Noah Smith on Euthanasia: Why I’m Not Convinced

From Noah Smith: The perverse incentives of euthanasia: Suggesting that people die is not a good way of saving taxpayer money.

In his attacks on MAID, Noah trots out the usual, easily-countered arguments.

First, there’s the possibility that people could simply be denied life-saving treatments if health providers consider MAID a cheaper, acceptable alternative. The moral justification for MAID is based on the idea that people should get to choose when to die with dignity. But some people don’t want to choose death. If a health care system makes that decision for them, refusing to pay for non-MAID care, it has violated the principle that death should be a choice.

MAID, or any assisted suicide program, as practiced, has never been about denying care, but about presenting assisted suicide as a more humane option for those who wish to not go through with costly and ineffective end-of-life care, or who otherwise choose to end their lives.

For example, here’s a story from last year about a Canadian woman who was given a poor abdominal cancer prognosis and urged to die with MAID instead of getting surgery and chemotherapy. She refused, and went to the U.S. for treatment. Canadian health insurance refused to pay for the treatment:

This is more of an indictment on the poor quality of Canada’s healthcare, than MAID’s fault; without MAID, she was going to die anyway. Second, MAID was presented as an option in lieu of conventional treatment like chemo, but chemo was still an option. It’s not unheard of for people with terminal cancer to commit suicide, seeing that conventional treatment will only prolong pain and suffering. This is sometimes done ‘accidently’ by the caregiver or doctor increasing morphine to expedite the process. If anything, assisted suicide would make this easier, inexpensive, and less painful for everyone involved.

So I am not sure what this is intended to prove on Noah’s part except that Canada’s healthcare system sucks, which few would dispute and long predates MAID. If more Canadians availed themselves of MAID it would presumably free up resources of Canada’s otherwise strained public system: a win for patients with non-terminal conditions and terminal patients.

This is a lazy rhetorical misdirection on Noah’s part, by shifting the blame from Canada’s poor healthcare system to MAID, as if this is supposed to convince readers, but it’s fallacious. The rest is hand-waiving hypotheticals that MAID could make hospitals less inclined to prescribe conventional treatment, in invoking the slippery slope argument.

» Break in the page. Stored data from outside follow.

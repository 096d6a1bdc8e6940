//! Vocabulary crossing the gateway boundary.
//!
//! # Responsibility
//! - Define records, filters, pagination and table metadata.
//! - Stay free of SQL, connection and transaction types.

pub mod filter;
pub mod page;
pub mod record;
pub mod schema;
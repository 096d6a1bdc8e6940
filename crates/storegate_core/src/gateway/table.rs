//! Single-statement round trips against one table.

use super::{GatewayError, GatewayResult};
use crate::builder::{BuildContext, Statement, StatementBuilder};
use crate::model::filter::Filter;
use crate::model::page::PageOptions;
use crate::model::record::{Record, Value};
use crate::model::schema::TableSchema;
use crate::provider::Transaction;

/// Builder plus per-call context for one table, bound to no transaction.
#[derive(Clone, Copy)]
pub(crate) struct TableAccess<'a> {
    builder: StatementBuilder<'a>,
    ctx: BuildContext<'a>,
}

impl<'a> TableAccess<'a> {
    pub(crate) fn new(schema: &'a TableSchema, multitenant: bool, ctx: BuildContext<'a>) -> Self {
        Self {
            builder: StatementBuilder::new(schema, multitenant),
            ctx,
        }
    }

    pub(crate) fn schema(&self) -> &'a TableSchema {
        self.builder.table()
    }

    pub(crate) fn select(
        &self,
        tx: &mut Transaction<'_>,
        filters: &[Filter],
        page: Option<&PageOptions>,
    ) -> GatewayResult<Vec<Record>> {
        let statement = self.builder.select(self.ctx, filters, page)?;
        self.rows(tx, &statement)
    }

    /// Locks one row for the rest of the transaction and returns it.
    pub(crate) fn lock(&self, tx: &mut Transaction<'_>, id: &Value) -> GatewayResult<Option<Record>> {
        let statement = self.builder.select_for_update(self.ctx, id)?;
        Ok(self.rows(tx, &statement)?.into_iter().next())
    }

    pub(crate) fn count(&self, tx: &mut Transaction<'_>, filters: &[Filter]) -> GatewayResult<u64> {
        let statement = self.builder.count(self.ctx, filters)?;
        let total = scalar(tx.execute(&statement)?, "total")?;
        u64::try_from(total)
            .map_err(|_| GatewayError::InvalidData(format!("negative row count {total}")))
    }

    pub(crate) fn exists(&self, tx: &mut Transaction<'_>, filters: &[Filter]) -> GatewayResult<bool> {
        let statement = self.builder.exists(self.ctx, filters)?;
        Ok(scalar(tx.execute(&statement)?, "present")? != 0)
    }

    pub(crate) fn insert(&self, tx: &mut Transaction<'_>, record: &Record) -> GatewayResult<Record> {
        let statement = self.builder.insert(self.ctx, record)?;
        self.written_row(tx, &statement, record)
    }

    pub(crate) fn upsert(&self, tx: &mut Transaction<'_>, record: &Record) -> GatewayResult<Record> {
        let statement = self.builder.upsert(self.ctx, record)?;
        self.written_row(tx, &statement, record)
    }

    /// `None` when no row matched the key (and version, when given).
    pub(crate) fn update(
        &self,
        tx: &mut Transaction<'_>,
        id: &Value,
        record: &Record,
        if_unmodified_since: Option<&Value>,
    ) -> GatewayResult<Option<Record>> {
        let statement = self
            .builder
            .update(self.ctx, id, record, if_unmodified_since)?;
        Ok(self.rows(tx, &statement)?.into_iter().next())
    }

    pub(crate) fn delete(&self, tx: &mut Transaction<'_>, id: &Value) -> GatewayResult<bool> {
        let statement = self.builder.delete(self.ctx, id)?;
        Ok(!tx.execute(&statement)?.is_empty())
    }

    fn rows(&self, tx: &mut Transaction<'_>, statement: &Statement) -> GatewayResult<Vec<Record>> {
        tx.execute(statement)?
            .into_iter()
            .map(|raw| self.schema().decode_row(raw).map_err(GatewayError::InvalidData))
            .collect()
    }

    fn written_row(
        &self,
        tx: &mut Transaction<'_>,
        statement: &Statement,
        attempted: &Record,
    ) -> GatewayResult<Record> {
        let rows = match self.rows(tx, statement) {
            Ok(rows) => rows,
            Err(GatewayError::AlreadyExists { key, value }) => {
                return Err(enrich_duplicate(attempted, key, value));
            }
            Err(err) => return Err(err),
        };
        rows.into_iter().next().ok_or_else(|| {
            GatewayError::InvalidData(format!(
                "{} on `{}` returned no row",
                statement.kind,
                self.schema().name()
            ))
        })
    }
}

/// Fills the violated value from the attempted record when the key names a
/// single column.
fn enrich_duplicate(attempted: &Record, key: Option<String>, value: Option<Value>) -> GatewayError {
    let value = value.or_else(|| {
        key.as_deref()
            .filter(|key| !key.contains(','))
            .and_then(|column| attempted.non_null(column).cloned())
    });
    GatewayError::AlreadyExists { key, value }
}

fn scalar(rows: Vec<Record>, column: &str) -> GatewayResult<i64> {
    rows.first()
        .and_then(|row| row.get(column))
        .and_then(Value::as_i64)
        .ok_or_else(|| GatewayError::InvalidData(format!("missing scalar column `{column}`")))
}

This is like the AI-doom arguments, in which there is nothing that can be conclusively tested or proven in a statistical sense, just hypotheticals of things that could go wrong or the possibly of the world ending with a probability of 0% or 100%, which provides no information. This shifts the burden of proof to prove that MAID will never lead to anyone with a curable disease being denied treatment, which is not possible to prove. The inability to meet this impossibly high burden of proof does not automatically invalidate MAID.

Noah also gives a hypothetical of a depressed person being offered assisted suicide:

And having been a depressed person, I can tell you with confidence that depressed people are not fully capable of pushing back against a doctor’s suggestions. Depression — at least, the kind that I suffered — entails a lack of volition, willpower, and motivation. When I was depressed, I would go along with other people’s suggestions, simply because I didn’t have any motivation to do anything other than go along. Fortunately, nobody suggested self-harm to me. But if a doctor had suggested that I’d be better off dead, I can’t tell you with 100% certainty that I would have had the wherewithal to gainsay them.

But everything entails some risk of dying, whether it’s flying, driving, or accidentally consenting to one’s assisted death. It’s also possible that the anti-depressants prescribed by his doctors could have also killed him. Studies have shown that SSRIs are not without possible risks:

These findings suggest an increased risk of presumably new suicidal ideation with SSRIs and other modern antidepressants over placebo among children, adolescents and young adults up to age 24 years and reinforced the initial findings in meta-analyses involving children and adolescents by the UK drug regulatory agency [97] and the FDA [94,96].

It’s possible an exception for assisted suicide can be made for patients with mental health disorders. But even so, similar to terminal cancer patients, depressed people who wish to die and are not being coerced will still find ways to die, like by hanging or gunshot. Noah’s argument assumes the gift of hindsight in that we know beforehand which depressed individuals will recover, and assumes that doctors would be willing to terminate someone’s life at just the mere suggestion of wanting to die, which would violate all oaths of responsibility. Presumably someone who wishes to die would have demonstrate that they can consent and are informed of their choice.